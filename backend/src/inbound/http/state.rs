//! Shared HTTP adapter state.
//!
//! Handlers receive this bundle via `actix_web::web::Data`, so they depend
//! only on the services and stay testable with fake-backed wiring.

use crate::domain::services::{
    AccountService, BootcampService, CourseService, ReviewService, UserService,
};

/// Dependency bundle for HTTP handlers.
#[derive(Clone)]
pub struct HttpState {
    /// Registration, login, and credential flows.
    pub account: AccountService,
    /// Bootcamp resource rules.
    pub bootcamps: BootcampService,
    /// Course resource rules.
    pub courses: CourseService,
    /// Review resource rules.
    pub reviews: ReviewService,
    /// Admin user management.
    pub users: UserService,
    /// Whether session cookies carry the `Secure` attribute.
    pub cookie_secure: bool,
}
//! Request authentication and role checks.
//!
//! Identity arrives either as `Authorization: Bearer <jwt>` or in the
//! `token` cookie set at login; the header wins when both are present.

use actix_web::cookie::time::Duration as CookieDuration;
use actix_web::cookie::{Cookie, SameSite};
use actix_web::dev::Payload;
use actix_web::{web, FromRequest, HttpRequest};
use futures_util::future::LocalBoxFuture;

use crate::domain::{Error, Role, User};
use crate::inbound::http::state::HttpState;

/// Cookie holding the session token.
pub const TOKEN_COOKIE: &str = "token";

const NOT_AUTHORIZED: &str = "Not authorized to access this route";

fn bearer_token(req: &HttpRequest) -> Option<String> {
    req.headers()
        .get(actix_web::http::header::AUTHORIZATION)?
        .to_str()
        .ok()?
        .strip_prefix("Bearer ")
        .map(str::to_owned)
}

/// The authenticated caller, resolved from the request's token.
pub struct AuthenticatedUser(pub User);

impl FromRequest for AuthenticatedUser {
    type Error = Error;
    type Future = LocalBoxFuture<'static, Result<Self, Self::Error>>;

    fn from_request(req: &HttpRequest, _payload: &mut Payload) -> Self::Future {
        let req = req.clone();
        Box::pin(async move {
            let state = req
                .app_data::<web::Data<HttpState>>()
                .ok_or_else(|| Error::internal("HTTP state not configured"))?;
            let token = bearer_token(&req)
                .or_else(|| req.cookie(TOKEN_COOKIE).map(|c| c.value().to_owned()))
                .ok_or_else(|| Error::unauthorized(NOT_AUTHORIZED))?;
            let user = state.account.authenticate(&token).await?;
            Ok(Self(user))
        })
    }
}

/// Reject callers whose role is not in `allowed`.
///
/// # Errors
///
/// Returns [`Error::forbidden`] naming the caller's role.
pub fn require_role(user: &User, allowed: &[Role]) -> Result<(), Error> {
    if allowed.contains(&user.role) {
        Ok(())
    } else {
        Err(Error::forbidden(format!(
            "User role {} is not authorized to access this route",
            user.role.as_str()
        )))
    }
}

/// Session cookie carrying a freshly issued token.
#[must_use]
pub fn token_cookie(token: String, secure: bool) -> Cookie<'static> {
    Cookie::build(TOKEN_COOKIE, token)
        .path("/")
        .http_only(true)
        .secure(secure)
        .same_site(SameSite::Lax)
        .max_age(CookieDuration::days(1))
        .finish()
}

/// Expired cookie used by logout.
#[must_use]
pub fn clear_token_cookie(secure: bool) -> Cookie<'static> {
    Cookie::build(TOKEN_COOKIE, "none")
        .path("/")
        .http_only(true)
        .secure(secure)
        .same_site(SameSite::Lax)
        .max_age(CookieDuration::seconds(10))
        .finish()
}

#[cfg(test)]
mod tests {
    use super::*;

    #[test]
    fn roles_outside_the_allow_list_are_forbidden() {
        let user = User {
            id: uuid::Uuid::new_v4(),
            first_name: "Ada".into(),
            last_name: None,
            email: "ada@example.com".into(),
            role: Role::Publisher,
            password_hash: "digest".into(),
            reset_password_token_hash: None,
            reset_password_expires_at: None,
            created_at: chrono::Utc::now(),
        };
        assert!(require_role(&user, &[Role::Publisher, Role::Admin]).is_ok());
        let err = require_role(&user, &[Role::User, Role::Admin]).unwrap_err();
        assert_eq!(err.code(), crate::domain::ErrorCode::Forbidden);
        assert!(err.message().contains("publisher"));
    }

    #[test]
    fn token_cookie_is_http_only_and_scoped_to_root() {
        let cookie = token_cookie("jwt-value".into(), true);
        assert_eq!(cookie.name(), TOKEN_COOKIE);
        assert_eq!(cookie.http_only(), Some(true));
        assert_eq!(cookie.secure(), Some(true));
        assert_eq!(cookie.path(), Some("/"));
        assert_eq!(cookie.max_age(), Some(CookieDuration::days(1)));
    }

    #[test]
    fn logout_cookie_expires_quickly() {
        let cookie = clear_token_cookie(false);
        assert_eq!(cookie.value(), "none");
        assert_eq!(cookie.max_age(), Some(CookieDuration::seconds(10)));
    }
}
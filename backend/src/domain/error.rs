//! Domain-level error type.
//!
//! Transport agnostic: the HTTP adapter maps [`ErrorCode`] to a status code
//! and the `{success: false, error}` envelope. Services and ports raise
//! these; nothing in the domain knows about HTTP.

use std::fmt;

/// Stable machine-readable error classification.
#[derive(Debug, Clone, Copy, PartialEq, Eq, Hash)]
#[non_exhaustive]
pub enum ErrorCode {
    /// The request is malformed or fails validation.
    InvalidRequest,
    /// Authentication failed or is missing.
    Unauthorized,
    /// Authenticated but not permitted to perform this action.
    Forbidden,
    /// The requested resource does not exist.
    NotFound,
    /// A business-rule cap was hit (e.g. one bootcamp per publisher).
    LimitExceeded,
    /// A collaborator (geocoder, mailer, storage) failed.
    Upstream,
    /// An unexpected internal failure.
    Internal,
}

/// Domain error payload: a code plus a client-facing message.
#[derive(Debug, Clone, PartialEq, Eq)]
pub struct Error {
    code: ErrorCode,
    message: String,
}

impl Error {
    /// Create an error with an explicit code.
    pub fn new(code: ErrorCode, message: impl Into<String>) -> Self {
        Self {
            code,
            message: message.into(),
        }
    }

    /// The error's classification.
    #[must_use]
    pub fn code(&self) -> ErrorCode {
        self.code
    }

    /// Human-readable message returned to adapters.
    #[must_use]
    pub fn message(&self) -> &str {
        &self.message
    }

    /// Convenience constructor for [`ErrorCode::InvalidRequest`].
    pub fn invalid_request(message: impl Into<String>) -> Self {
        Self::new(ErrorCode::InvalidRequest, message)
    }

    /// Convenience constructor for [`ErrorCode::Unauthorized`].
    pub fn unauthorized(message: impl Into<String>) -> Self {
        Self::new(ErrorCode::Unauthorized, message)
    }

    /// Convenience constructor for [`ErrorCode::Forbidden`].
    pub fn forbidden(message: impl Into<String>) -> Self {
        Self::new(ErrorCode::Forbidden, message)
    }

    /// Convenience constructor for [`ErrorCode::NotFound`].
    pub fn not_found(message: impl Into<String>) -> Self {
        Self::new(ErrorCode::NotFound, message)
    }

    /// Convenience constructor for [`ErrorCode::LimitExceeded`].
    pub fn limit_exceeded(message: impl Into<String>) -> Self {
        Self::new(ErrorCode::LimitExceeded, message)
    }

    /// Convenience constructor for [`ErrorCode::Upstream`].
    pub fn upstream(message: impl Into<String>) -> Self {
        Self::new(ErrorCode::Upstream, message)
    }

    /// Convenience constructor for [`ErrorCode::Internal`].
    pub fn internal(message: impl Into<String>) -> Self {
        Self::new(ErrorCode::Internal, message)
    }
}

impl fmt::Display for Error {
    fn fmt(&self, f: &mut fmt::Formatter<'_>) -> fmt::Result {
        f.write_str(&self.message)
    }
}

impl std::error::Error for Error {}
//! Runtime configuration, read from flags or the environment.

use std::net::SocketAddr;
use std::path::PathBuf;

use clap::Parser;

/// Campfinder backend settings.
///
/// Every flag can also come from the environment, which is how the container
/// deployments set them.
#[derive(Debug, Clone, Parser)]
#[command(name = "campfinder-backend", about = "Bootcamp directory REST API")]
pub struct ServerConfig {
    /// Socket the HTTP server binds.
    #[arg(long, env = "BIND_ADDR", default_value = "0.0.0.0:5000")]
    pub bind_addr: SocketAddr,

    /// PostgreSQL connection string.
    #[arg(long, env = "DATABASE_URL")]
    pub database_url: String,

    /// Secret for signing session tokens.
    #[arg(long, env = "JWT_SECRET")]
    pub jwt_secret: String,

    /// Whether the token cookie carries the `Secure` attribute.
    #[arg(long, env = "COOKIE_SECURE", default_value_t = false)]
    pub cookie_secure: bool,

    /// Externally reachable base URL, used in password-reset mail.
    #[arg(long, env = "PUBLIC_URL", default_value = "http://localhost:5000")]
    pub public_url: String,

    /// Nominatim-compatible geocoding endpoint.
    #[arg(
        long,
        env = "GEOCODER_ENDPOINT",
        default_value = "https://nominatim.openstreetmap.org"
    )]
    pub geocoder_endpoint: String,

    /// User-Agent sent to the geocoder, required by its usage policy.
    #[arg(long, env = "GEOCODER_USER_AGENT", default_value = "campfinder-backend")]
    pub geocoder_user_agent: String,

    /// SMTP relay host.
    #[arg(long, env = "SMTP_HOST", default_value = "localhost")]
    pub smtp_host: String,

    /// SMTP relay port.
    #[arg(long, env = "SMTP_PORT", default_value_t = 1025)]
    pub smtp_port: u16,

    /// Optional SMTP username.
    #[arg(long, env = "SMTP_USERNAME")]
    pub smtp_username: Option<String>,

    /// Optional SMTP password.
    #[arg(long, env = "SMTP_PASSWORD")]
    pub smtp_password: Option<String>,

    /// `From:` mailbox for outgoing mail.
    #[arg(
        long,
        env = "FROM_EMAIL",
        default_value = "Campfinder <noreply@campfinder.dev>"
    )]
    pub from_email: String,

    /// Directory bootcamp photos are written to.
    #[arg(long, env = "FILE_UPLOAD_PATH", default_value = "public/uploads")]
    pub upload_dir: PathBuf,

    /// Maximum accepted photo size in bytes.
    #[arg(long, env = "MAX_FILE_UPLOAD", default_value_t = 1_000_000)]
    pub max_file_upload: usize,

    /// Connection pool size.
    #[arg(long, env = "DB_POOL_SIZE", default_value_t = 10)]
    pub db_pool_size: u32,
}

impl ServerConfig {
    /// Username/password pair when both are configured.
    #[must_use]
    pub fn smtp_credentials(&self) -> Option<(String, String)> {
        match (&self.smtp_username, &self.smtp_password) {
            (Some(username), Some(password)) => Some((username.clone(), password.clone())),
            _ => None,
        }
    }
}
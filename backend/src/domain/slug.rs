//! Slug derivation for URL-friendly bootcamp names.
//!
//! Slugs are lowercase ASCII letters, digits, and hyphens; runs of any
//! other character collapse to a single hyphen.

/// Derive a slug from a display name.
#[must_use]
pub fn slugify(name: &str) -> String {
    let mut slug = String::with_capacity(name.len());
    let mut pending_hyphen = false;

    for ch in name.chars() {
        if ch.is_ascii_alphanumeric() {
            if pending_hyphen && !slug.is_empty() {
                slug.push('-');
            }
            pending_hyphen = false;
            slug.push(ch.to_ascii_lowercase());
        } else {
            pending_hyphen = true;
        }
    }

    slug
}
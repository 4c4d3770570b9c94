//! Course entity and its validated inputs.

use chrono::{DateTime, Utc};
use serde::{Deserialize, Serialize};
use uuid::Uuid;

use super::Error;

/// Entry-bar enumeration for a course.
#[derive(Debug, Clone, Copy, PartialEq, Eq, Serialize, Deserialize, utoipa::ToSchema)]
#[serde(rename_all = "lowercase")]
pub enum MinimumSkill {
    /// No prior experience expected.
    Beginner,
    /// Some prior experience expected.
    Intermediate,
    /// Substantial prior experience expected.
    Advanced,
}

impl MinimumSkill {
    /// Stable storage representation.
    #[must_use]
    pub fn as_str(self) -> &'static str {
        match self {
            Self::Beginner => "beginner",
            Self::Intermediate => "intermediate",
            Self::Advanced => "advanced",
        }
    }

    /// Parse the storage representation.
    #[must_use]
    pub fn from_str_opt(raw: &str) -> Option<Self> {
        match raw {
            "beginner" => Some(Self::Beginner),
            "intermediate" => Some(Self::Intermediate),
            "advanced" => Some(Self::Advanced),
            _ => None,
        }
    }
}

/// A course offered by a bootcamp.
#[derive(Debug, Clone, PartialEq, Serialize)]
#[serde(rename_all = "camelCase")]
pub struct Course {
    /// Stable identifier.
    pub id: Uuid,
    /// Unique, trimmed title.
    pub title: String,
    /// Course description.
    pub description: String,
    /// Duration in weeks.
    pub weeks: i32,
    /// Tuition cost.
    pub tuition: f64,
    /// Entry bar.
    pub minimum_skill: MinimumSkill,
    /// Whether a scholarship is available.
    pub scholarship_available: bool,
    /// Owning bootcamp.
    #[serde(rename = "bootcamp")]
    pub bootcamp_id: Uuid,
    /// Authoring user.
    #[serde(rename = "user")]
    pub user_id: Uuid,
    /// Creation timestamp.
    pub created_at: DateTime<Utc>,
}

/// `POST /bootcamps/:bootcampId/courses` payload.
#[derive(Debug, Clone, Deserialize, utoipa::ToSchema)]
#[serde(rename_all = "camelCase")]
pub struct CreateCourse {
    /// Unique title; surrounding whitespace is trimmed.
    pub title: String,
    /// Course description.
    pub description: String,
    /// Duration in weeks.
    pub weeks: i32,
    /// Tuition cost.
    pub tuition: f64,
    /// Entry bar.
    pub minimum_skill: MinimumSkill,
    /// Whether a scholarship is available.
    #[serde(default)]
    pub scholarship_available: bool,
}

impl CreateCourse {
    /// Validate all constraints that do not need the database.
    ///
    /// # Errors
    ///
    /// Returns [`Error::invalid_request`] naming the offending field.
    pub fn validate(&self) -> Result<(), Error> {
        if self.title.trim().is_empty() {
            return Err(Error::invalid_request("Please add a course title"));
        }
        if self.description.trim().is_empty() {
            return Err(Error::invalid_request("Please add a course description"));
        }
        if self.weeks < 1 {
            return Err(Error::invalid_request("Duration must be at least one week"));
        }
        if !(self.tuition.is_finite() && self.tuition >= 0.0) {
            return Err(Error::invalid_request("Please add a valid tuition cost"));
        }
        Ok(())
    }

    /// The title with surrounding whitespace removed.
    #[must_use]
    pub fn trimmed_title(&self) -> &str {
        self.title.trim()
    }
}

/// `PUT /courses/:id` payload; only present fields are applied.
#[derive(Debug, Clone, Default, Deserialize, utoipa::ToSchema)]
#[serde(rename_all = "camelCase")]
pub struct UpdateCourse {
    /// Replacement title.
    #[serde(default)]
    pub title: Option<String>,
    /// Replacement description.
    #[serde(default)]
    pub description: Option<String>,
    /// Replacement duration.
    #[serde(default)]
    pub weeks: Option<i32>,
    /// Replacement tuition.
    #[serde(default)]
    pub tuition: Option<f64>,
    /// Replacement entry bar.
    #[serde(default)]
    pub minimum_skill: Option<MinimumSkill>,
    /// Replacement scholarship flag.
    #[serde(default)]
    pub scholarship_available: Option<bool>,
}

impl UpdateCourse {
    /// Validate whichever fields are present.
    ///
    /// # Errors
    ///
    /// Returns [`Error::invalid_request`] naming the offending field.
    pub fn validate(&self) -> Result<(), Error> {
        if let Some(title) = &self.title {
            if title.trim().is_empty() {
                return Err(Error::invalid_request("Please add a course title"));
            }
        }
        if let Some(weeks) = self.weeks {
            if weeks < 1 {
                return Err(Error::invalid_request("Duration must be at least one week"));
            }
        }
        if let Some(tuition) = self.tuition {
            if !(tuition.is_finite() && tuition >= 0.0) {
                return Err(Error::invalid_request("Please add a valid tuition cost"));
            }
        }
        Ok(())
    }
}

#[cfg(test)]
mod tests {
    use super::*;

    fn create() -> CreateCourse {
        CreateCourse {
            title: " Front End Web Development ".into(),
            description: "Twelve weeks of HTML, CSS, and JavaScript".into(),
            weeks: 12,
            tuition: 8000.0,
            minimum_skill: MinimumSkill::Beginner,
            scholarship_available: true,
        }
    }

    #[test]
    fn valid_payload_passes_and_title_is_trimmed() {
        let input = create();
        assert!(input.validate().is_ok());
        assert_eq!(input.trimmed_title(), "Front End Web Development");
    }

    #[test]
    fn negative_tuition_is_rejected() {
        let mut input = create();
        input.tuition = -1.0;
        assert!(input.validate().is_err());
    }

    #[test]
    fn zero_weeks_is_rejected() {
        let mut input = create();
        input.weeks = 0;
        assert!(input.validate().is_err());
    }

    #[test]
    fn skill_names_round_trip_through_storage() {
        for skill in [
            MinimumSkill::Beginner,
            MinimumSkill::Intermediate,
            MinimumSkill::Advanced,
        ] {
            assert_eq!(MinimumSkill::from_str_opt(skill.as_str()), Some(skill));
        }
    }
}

+ + + +

▶ Aim of the task
Every line above from the line with "an explicit code." to the line with "pub fn unauthorized(message: impl", inclusive, must be returned exactly; no other line belongs in the reply.

▶ Response to the exercise
    /// Create an error with an explicit code.
    pub fn new(code: ErrorCode, message: impl Into<String>) -> Self {
        Self {
            code,
            message: message.into(),
        }
    }

    /// The error's classification.
    #[must_use]
    pub fn code(&self) -> ErrorCode {
        self.code
    }

    /// Human-readable message returned to adapters.
    #[must_use]
    pub fn message(&self) -> &str {
        &self.message
    }

    /// Convenience constructor for [`ErrorCode::InvalidRequest`].
    pub fn invalid_request(message: impl Into<String>) -> Self {
        Self::new(ErrorCode::InvalidRequest, message)
    }

    /// Convenience constructor for [`ErrorCode::Unauthorized`].
    pub fn unauthorized(message: impl Into<String>) -> Self {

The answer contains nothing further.